A British mobile phone company has hired a professor of literature to write up short quotations from various masterpieces. The goal is to help make “great literature more accessible” by offering short, truncated, text messages to students via cell phones. A Reuters story quoted the company:
“We are confident that our version of ‘text’ books will genuinely help thousands of students remember key plots and quotes, and raise up educational standards rather than decrease levels of literacy,” the company, Dot Mobile, said in a press release.
Call me old-fashioned, but last time I checked, the point of studying literature was not to memorize certain key quotations, or even plot lines. That is coincidental. The point of studying literature, and especially the classics, is to learn the mastery of language, to understand linguistic intent, and to appreciate poetry and prose. To tout a product that truncates and reduces literature to a few short lines cut up and abbreviated, and to call this a method of raising “educational standards” and increasing “literacy” is quite disappointing.

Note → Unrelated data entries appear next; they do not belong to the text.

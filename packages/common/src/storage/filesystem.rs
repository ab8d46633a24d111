use std::io::ErrorKind;
use std::path::{Path, PathBuf};
use std::sync::Arc;

use async_trait::async_trait;
use tokio::fs;

use super::error::StorageError;
use super::traits::BlobStore;
use crate::run::BenchmarkRun;

/// zstd's fastest level; captures compress well even at this setting.
const COMPRESSION_LEVEL: i32 = 1;

const BLOB_EXTENSION: &str = "bin";

/// Filesystem-backed blob store.
///
/// Each benchmark is a single file `{base_path}/{id}.bin` holding one zstd
/// frame around the bincode encoding of its run list.
#[derive(Clone, Debug)]
pub struct FilesystemBlobStore {
    base_path: PathBuf,
}

impl FilesystemBlobStore {
    /// Create a store rooted at `base_path`, creating the directory if needed.
    pub async fn new(base_path: PathBuf) -> Result<Self, StorageError> {
        fs::create_dir_all(&base_path).await?;
        Ok(Self { base_path })
    }

    pub fn base_path(&self) -> &Path {
        &self.base_path
    }

    fn blob_path(&self, id: i32) -> PathBuf {
        self.base_path.join(format!("{id}.{BLOB_EXTENSION}"))
    }
}

fn encode(runs: &[BenchmarkRun]) -> Result<Vec<u8>, StorageError> {
    let raw = bincode::serialize(runs).map_err(|e| StorageError::Encode(e.to_string()))?;
    Ok(zstd::encode_all(raw.as_slice(), COMPRESSION_LEVEL)?)
}

fn decode(id: i32, data: &[u8]) -> Result<Vec<BenchmarkRun>, StorageError> {
    let corrupt = |reason: String| StorageError::Corrupt { id, reason };
    let raw = zstd::decode_all(data).map_err(|e| corrupt(e.to_string()))?;
    bincode::deserialize(&raw).map_err(|e| corrupt(e.to_string()))
}

async fn blocking<T, F>(f: F) -> Result<T, StorageError>
where
    T: Send + 'static,
    F: FnOnce() -> Result<T, StorageError> + Send + 'static,
{
    tokio::task::spawn_blocking(f)
        .await
        .map_err(|e| StorageError::Task(e.to_string()))?
}

#[async_trait]
impl BlobStore for FilesystemBlobStore {
    async fn store(&self, id: i32, runs: Arc<[BenchmarkRun]>) -> Result<(), StorageError> {
        let path = self.blob_path(id);

        let size = blocking(move || {
            let data = encode(&runs)?;
            std::fs::write(&path, &data)?;
            Ok(data.len())
        })
        .await?;

        tracing::debug!(id, bytes = size, "Stored benchmark data");
        Ok(())
    }

    async fn retrieve(&self, id: i32) -> Result<Vec<BenchmarkRun>, StorageError> {
        let path = self.blob_path(id);

        blocking(move || {
            let data = match std::fs::read(&path) {
                Ok(data) => data,
                Err(e) if e.kind() == ErrorKind::NotFound => {
                    return Err(StorageError::NotFound(id));
                }
                Err(e) => return Err(e.into()),
            };
            decode(id, &data)
        })
        .await
    }

    async fn delete(&self, id: i32) -> Result<(), StorageError> {
        match fs::remove_file(self.blob_path(id)).await {
            Ok(()) => Ok(()),
            Err(e) if e.kind() == ErrorKind::NotFound => Err(StorageError::NotFound(id)),
            Err(e) => Err(e.into()),
        }
    }

    async fn list_ids(&self) -> Result<Vec<i32>, StorageError> {
        let mut entries = fs::read_dir(&self.base_path).await?;
        let mut ids = Vec::new();

        while let Some(entry) = entries.next_entry().await? {
            let path = entry.path();
            if path.extension().and_then(|e| e.to_str()) != Some(BLOB_EXTENSION) {
                continue;
            }
            if let Some(id) = path
                .file_stem()
                .and_then(|s| s.to_str())
                .and_then(|s| s.parse::<i32>().ok())
            {
                ids.push(id);
            }
        }

        ids.sort_unstable();
        Ok(ids)
    }
}
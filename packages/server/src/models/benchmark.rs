use bench_common::BenchmarkRun;
use bench_common::format::humanize_since;
use chrono::{DateTime, Utc};
use serde::{Deserialize, Serialize};
use utoipa::{IntoParams, ToSchema};

use super::shared::Pagination;
use super::user::UserRef;
use crate::entity::{benchmark, user};

#[derive(Deserialize, IntoParams)]
pub struct BenchmarkListQuery {
    /// Substring matched against title or description.
    pub query: Option<String>,
    /// 1-based page number.
    pub page: Option<u64>,
}

#[derive(Deserialize, IntoParams)]
pub struct PageQuery {
    /// 1-based page number.
    pub page: Option<u64>,
}

/// Hardware and software summary of an upload.
#[derive(Serialize, ToSchema)]
pub struct BenchmarkSpec {
    pub distro: String,
    pub cpu: String,
    pub gpu: String,
    pub ram: String,
    pub kernel: String,
    pub scheduler: String,
}

#[derive(Serialize, ToSchema)]
pub struct BenchmarkResponse {
    pub id: i32,
    pub title: String,
    pub description: String,
    pub user: Option<UserRef>,
    pub spec: BenchmarkSpec,
    /// Generated summary; `null` until the background task finishes.
    pub ai_summary: Option<String>,
    pub created_at: DateTime<Utc>,
    #[schema(example = "5 minutes ago")]
    pub created_at_humanized: String,
    pub updated_at: DateTime<Utc>,
}

impl BenchmarkResponse {
    pub fn new(model: benchmark::Model, owner: Option<user::Model>) -> Self {
        let created_at_humanized = humanize_since(model.created_at, Utc::now());
        Self {
            id: model.id,
            title: model.title,
            description: model.description,
            user: owner.map(UserRef::from),
            spec: BenchmarkSpec {
                distro: model.spec_distro,
                cpu: model.spec_cpu,
                gpu: model.spec_gpu,
                ram: model.spec_ram,
                kernel: model.spec_kernel,
                scheduler: model.spec_scheduler,
            },
            ai_summary: model.ai_summary,
            created_at: model.created_at,
            created_at_humanized,
            updated_at: model.updated_at,
        }
    }
}

/// A benchmark with its decoded runs.
#[derive(Serialize, ToSchema)]
pub struct BenchmarkDetailResponse {
    pub benchmark: BenchmarkResponse,
    pub runs: Vec<BenchmarkRun>,
    /// Whether an AI summary is being generated right now.
    pub ai_summary_in_progress: bool,
}

#[derive(Serialize, ToSchema)]
pub struct BenchmarkListResponse {
    pub data: Vec<BenchmarkResponse>,
    pub pagination: Pagination,
}

#[derive(Serialize, ToSchema)]
pub struct CreatedBenchmarkResponse {
    pub id: i32,
}

#[derive(Serialize, ToSchema)]
pub struct DeletedBenchmarkResponse {
    pub id: i32,
    #[schema(example = "Benchmark deleted")]
    pub message: String,
}

/// Multipart body of an upload.
#[derive(ToSchema)]
pub struct CreateBenchmarkForm {
    #[schema(example = "Cyberpunk 2077 scheduler comparison")]
    pub title: String,
    pub description: String,
    /// 1 to 30 MangoHud CSV captures; each file name becomes a run label.
    #[schema(value_type = Vec<String>, format = Binary)]
    pub files: Vec<Vec<u8>>,
}
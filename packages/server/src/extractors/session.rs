use axum::{extract::FromRequestParts, http::request::Parts};
use axum_extra::extract::CookieJar;

use crate::error::AppError;
use crate::services::session::{SESSION_COOKIE, SessionService, SessionUser};
use crate::state::AppState;

/// Session user if the request carries a live, logged-in session cookie.
///
/// Missing, unknown and expired sessions all resolve to `None`.
pub struct MaybeUser(pub Option<SessionUser>);

/// Logged-in session user. Rejects with `UNAUTHORIZED` otherwise.
pub struct AuthUser(pub SessionUser);

/// Raw session id from the cookie, whether or not it is logged in.
pub fn session_id(jar: &CookieJar) -> Option<String> {
    jar.get(SESSION_COOKIE).map(|c| c.value().to_string())
}

impl FromRequestParts<AppState> for MaybeUser {
    type Rejection = AppError;

    async fn from_request_parts(
        parts: &mut Parts,
        state: &AppState,
    ) -> Result<Self, Self::Rejection> {
        let jar = CookieJar::from_headers(&parts.headers);
        let Some(id) = session_id(&jar) else {
            return Ok(MaybeUser(None));
        };

        let user = SessionService::new(&state.db).current_user(&id).await?;
        Ok(MaybeUser(user))
    }
}

impl FromRequestParts<AppState> for AuthUser {
    type Rejection = AppError;

    async fn from_request_parts(
        parts: &mut Parts,
        state: &AppState,
    ) -> Result<Self, Self::Rejection> {
        let MaybeUser(user) = MaybeUser::from_request_parts(parts, state).await?;
        user.map(AuthUser).ok_or(AppError::Unauthorized)
    }
}
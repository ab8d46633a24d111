use std::io::{Cursor, Read};
use std::sync::Arc;
use std::time::Duration;

use bench_server::entity::benchmark;
use sea_orm::{EntityTrait, PaginatorTrait};

use crate::common::{
    DATA_HEADER, FailingBlobStore, SPEC_HEADER, SPEC_VALUES, TestApp, TestOptions, capture, routes,
};

mod create {
    use super::*;

    #[tokio::test]
    async fn upload_stores_runs_and_redirects_to_the_benchmark() {
        let app = TestApp::spawn().await;
        let (user, session) = app.login_as("1001", "alice").await;

        let res = app
            .upload(
                Some(&session),
                "  Cyberpunk scheduler shootout  ",
                "lavd vs bore",
                &[
                    ("lavd.csv", capture(&[60.0, 62.0, 58.0])),
                    ("bore.csv", capture(&[55.0, 57.0])),
                ],
            )
            .await;

        assert_eq!(res.status, 303, "Upload failed: {}", res.text);
        let id = res.body["id"].as_i64().unwrap();
        assert_eq!(res.header("location"), Some(routes::benchmark(id).as_str()));

        let res = app.get(&routes::benchmark(id), None).await;
        assert_eq!(res.status, 200);
        let bench = &res.body["benchmark"];
        assert_eq!(bench["title"], "Cyberpunk scheduler shootout");
        assert_eq!(bench["description"], "lavd vs bore");
        assert_eq!(bench["user"]["id"], user.id);
        assert_eq!(bench["user"]["username"], "alice");
        assert_eq!(bench["spec"]["distro"], "Arch Linux");
        assert_eq!(bench["spec"]["ram"], "17 GB");
        assert_eq!(bench["spec"]["scheduler"], "scx_lavd");
        assert!(bench["ai_summary"].is_null());
        assert_eq!(res.body["ai_summary_in_progress"], false);

        let runs = res.body["runs"].as_array().unwrap();
        assert_eq!(runs.len(), 2);
        assert_eq!(runs[0]["label"], "lavd");
        assert_eq!(runs[0]["fps"].as_array().unwrap().len(), 3);
        assert_eq!(runs[1]["label"], "bore");
        assert_eq!(runs[1]["fps"][1], 57.0);
    }

    #[tokio::test]
    async fn upload_without_a_session_is_unauthorized() {
        let app = TestApp::spawn().await;

        let res = app
            .upload(None, "Title", "desc", &[("run.csv", capture(&[60.0]))])
            .await;

        assert_eq!(res.status, 401);
        assert_eq!(res.body["code"], "UNAUTHORIZED");
    }

    #[tokio::test]
    async fn upload_with_an_unknown_session_is_unauthorized() {
        let app = TestApp::spawn().await;

        let res = app
            .upload(
                Some("not-a-session"),
                "Title",
                "desc",
                &[("run.csv", capture(&[60.0]))],
            )
            .await;

        assert_eq!(res.status, 401);
    }

    #[tokio::test]
    async fn upload_form_requires_login() {
        let app = TestApp::spawn().await;
        let (_, session) = app.login_as("1001", "alice").await;

        let anonymous = app.get(routes::UPLOAD, None).await;
        assert_eq!(anonymous.status, 401);

        let res = app.get(routes::UPLOAD, Some(&session)).await;
        assert_eq!(res.status, 200);
        assert!(res.text.contains("<form"));
        assert!(res.text.contains("multipart/form-data"));
    }

    #[tokio::test]
    async fn upload_without_files_is_rejected() {
        let app = TestApp::spawn().await;
        let (_, session) = app.login_as("1001", "alice").await;

        let res = app.upload(Some(&session), "Title", "desc", &[]).await;

        assert_eq!(res.status, 400);
        assert_eq!(res.body["code"], "VALIDATION_ERROR");
        assert_eq!(res.body["message"], "No files uploaded");
    }

    #[tokio::test]
    async fn upload_with_thirty_one_files_is_rejected() {
        let app = TestApp::spawn().await;
        let (_, session) = app.login_as("1001", "alice").await;
        let files: Vec<(&str, String)> = (0..31).map(|_| ("run.csv", capture(&[60.0]))).collect();

        let res = app.upload(Some(&session), "Title", "desc", &files).await;

        assert_eq!(res.status, 400);
        assert!(
            res.body["message"].as_str().unwrap().contains("max 30"),
            "{}",
            res.text
        );
    }

    #[tokio::test]
    async fn upload_with_thirty_files_is_accepted() {
        let app = TestApp::spawn().await;
        let (_, session) = app.login_as("1001", "alice").await;
        let files: Vec<(&str, String)> = (0..30).map(|_| ("run.csv", capture(&[60.0]))).collect();

        let res = app.upload(Some(&session), "Title", "desc", &files).await;

        assert_eq!(res.status, 303, "{}", res.text);
    }

    #[tokio::test]
    async fn blank_title_is_rejected() {
        let app = TestApp::spawn().await;
        let (_, session) = app.login_as("1001", "alice").await;

        let res = app
            .upload(Some(&session), "   ", "desc", &[("run.csv", capture(&[60.0]))])
            .await;

        assert_eq!(res.status, 400);
        assert_eq!(res.body["message"], "Title must be 1-100 characters");
    }

    #[tokio::test]
    async fn overlong_description_is_rejected() {
        let app = TestApp::spawn().await;
        let (_, session) = app.login_as("1001", "alice").await;

        let res = app
            .upload(
                Some(&session),
                "Title",
                &"d".repeat(501),
                &[("run.csv", capture(&[60.0]))],
            )
            .await;

        assert_eq!(res.status, 400);
        assert_eq!(res.body["message"], "Description must be 1-500 characters");
    }

    #[tokio::test]
    async fn malformed_csv_reports_the_parser_error() {
        let app = TestApp::spawn().await;
        let (_, session) = app.login_as("1001", "alice").await;

        let bad_value = format!(
            "{SPEC_HEADER}\n{SPEC_VALUES}\n{DATA_HEADER}\nabc,16,31,97,64,71,2650,1250,9.1,310,11.2,0,1.4,0\n"
        );
        let res = app
            .upload(Some(&session), "Title", "desc", &[("bad.csv", bad_value)])
            .await;
        assert_eq!(res.status, 400);
        assert_eq!(res.body["message"], "failed to parse FPS value 'abc'");

        let short_header = format!("{SPEC_HEADER}\n{SPEC_VALUES}\nfps,frametime\n");
        let res = app
            .upload(Some(&session), "Title", "desc", &[("bad.csv", short_header)])
            .await;
        assert_eq!(res.status, 400);
        assert_eq!(res.body["message"], "invalid CSV file (err 6)");

        let res = app
            .upload(Some(&session), "Title", "desc", &[("empty.csv", capture(&[]))])
            .await;
        assert_eq!(res.status, 400);
        assert_eq!(res.body["message"], "empty CSV file");

        let count = benchmark::Entity::find().count(&app.db).await.unwrap();
        assert_eq!(count, 0);
    }

    #[tokio::test]
    async fn one_bad_file_rejects_the_whole_upload() {
        let app = TestApp::spawn().await;
        let (_, session) = app.login_as("1001", "alice").await;

        let res = app
            .upload(
                Some(&session),
                "Title",
                "desc",
                &[
                    ("good.csv", capture(&[60.0])),
                    ("bad.csv", "garbage".to_string()),
                ],
            )
            .await;

        assert_eq!(res.status, 400);
        let count = benchmark::Entity::find().count(&app.db).await.unwrap();
        assert_eq!(count, 0);
    }

    #[tokio::test]
    async fn storage_failure_leaves_no_row_behind() {
        let app = TestApp::spawn_with(TestOptions {
            blobs: Some(Arc::new(FailingBlobStore)),
            ..Default::default()
        })
        .await;
        let (_, session) = app.login_as("1001", "alice").await;

        let res = app
            .upload(Some(&session), "Title", "desc", &[("run.csv", capture(&[60.0]))])
            .await;

        assert_eq!(res.status, 500);
        assert_eq!(res.body["code"], "INTERNAL_ERROR");
        assert!(
            res.body["message"]
                .as_str()
                .unwrap()
                .starts_with("failed to store benchmark data"),
            "{}",
            res.text
        );

        let count = benchmark::Entity::find().count(&app.db).await.unwrap();
        assert_eq!(count, 0);
    }

    #[tokio::test]
    async fn upload_abandoned_mid_write_still_persists_row_and_blob() {
        let app = TestApp::spawn_with(TestOptions {
            store_delay: Some(Duration::from_millis(800)),
            ..Default::default()
        })
        .await;
        let (_, session) = app.login_as("1001", "alice").await;

        // The client gives up while the blob write is still sleeping.
        let sent = app
            .upload_request("Abandoned", "desc", &[("run.csv", capture(&[60.0, 61.0]))])
            .header("Cookie", format!("session={session}"))
            .timeout(Duration::from_millis(200))
            .send()
            .await;
        assert!(sent.is_err_and(|e| e.is_timeout()));

        let mut stored = None;
        for _ in 0..100 {
            if let Some(model) = benchmark::Entity::find().one(&app.db).await.unwrap()
                && app.get(&routes::benchmark(model.id as i64), None).await.status == 200
            {
                stored = Some(model);
                break;
            }
            tokio::time::sleep(Duration::from_millis(50)).await;
        }

        let model = stored.expect("abandoned upload was never fully persisted");
        assert_eq!(model.title, "Abandoned");
        assert_eq!(benchmark::Entity::find().count(&app.db).await.unwrap(), 1);
        let runs = app.state.blobs.retrieve(model.id).await.unwrap();
        assert_eq!(runs.len(), 1);
        assert_eq!(runs[0].fps, vec![60.0, 61.0]);
    }
}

Imagine studying Dante’s Inferno, and having it summarized by a few text messages. “Dante lost N wOd” => “Dante+Virgil go N heL” => “D+V paS thrU heL.” There you go students – there’s the Inferno! Basic plot (minus every line of allegory, poetry, and metaphor).
While I do see the value of short and succinct mnemonic devices to help a student remember a plot or quotation for a test, literature really does exist so that we may read it, especially the masterpieces.
Some books are to be tasted, others to be swallowed, and some few to be chewed and digested: that is, some books are to be read only in parts, others to be read, but not curiously, and some few to be read wholly, and with diligence and attention.